More popcorn, with the dead/dying pine tree in the background--notice how the everGREEN is nice and BROWN? I hope for a boatload of apricots this year. I had that and more last year, but they ripened the week before the baby came and I didn't get more than a few quarts canned. Then, we sadly ran out of the previous year's jam in October and I swore I would preserve no less than 20 pints of it this year. I had to buy jam for the first time in...3 years? It is expensive! Also, I discovered how yummy puree can be. My two year old and I use it in place of syrup on our pancakes. The other child claims it is "Yucka" but I find it to be very nice and not overly sweet.

This "rose garden" was recently a sea of yellow dandelions.

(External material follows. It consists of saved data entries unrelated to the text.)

/// Period-over-period trend band (±5%)
#[derive(Debug, Clone, Copy, PartialEq, Eq, Serialize, Deserialize)]
#[serde(rename_all = "lowercase")]
pub enum Trend {
    Accelerating,
    Stable,
    Decelerating,
}

/// Period-over-period classification band (±15%)
#[derive(Debug, Clone, Copy, PartialEq, Eq, Serialize, Deserialize)]
#[serde(rename_all = "lowercase")]
pub enum ChangeClass {
    Gainer,
    Stable,
    Loser,
}

/// Velocity movement of one product between two periods
#[derive(Debug, Clone, Serialize, Deserialize)]
pub struct VelocityChange {
    pub product: String,
    pub company: Option<String>,
    pub current_velocity: f64,
    pub previous_velocity: f64,
    pub change_absolute: f64,
    pub change_percent: f64,
    pub trend: Trend,
    pub classification: ChangeClass,
}

/// Comparison window granularity
#[derive(Debug, Clone, Copy, PartialEq, Eq, Serialize, Deserialize)]
#[serde(rename_all = "lowercase")]
pub enum PeriodGranularity {
    Week,
    Month,
}

impl PeriodGranularity {
    /// Window length in days (a "month" is a fixed 30-day window)
    pub fn days(&self) -> i64 {
        match self {
            PeriodGranularity::Week => 7,
            PeriodGranularity::Month => 30,
        }
    }
}

/// Two adjacent, equal-length batch windows ending at the latest date
#[derive(Debug, Clone, Default)]
pub struct PeriodSplit {
    pub current: Vec<DailyBatch>,
    pub previous: Vec<DailyBatch>,
}

#[derive(Debug, Default)]
struct VelocityAccumulator {
    display_name: String,
    company: Option<String>,
    quantity: f64,
    amount: f64,
    active_dates: HashSet<NaiveDate>,
}

/// Rank percentile classification: top third fast, middle third medium,
/// bottom third slow. A lone product is fast by definition.
fn classify(rank: usize, total: usize) -> VelocityClass {
    if total <= 1 {
        return VelocityClass::Fast;
    }

    let percentile = (rank - 1) as f64 / (total - 1) as f64;
    if percentile <= 1.0 / 3.0 {
        VelocityClass::Fast
    } else if percentile <= 2.0 / 3.0 {
        VelocityClass::Medium
    } else {
        VelocityClass::Slow
    }
}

I am not kidding. There was little green visible. I decided that it is the only place in my yard that gets enough sunshine to keep my tomatoes happy and despite the crying and protesting from my four year old ("But Mommy, I LOVE the beautiful flowers! No, no don't hurt them, I promise to water them every day!"), I poisoned them. I poisoned them good and drippy. I had to explain how we need food more than flowers and how this kind of flower won't let anything else grow. Husband decided that it would be best to weed-whack the heads off of them (didn't go over well with said four year old) also to keep them from going to seed. Six days later, we have our next picture.

What will it take?

Thursday, April 10, 2008

Making a comeback

Hooray for Parsley! I did not know this was a perennial. Apparently, my huge bush of it is growing back big and healthy. It took off last year and I loved it. I put it in everything I cooked and even dried it from my window when the season was over. That got used up quickly, too.
This one is rhubard. I like how the leaves are all crinkled up into balls and they slowly unfold into enormous poisonous leaves...It's pretty, anyway. I dug these crowns up from a valley behind my mom's house last year and stuck them into my own ground, so they are wild and we'll see how they taste this summer. I actually tried to buy them from an online catalog, but for some reason, no one will ship rhubarb to Utah. Any ideas?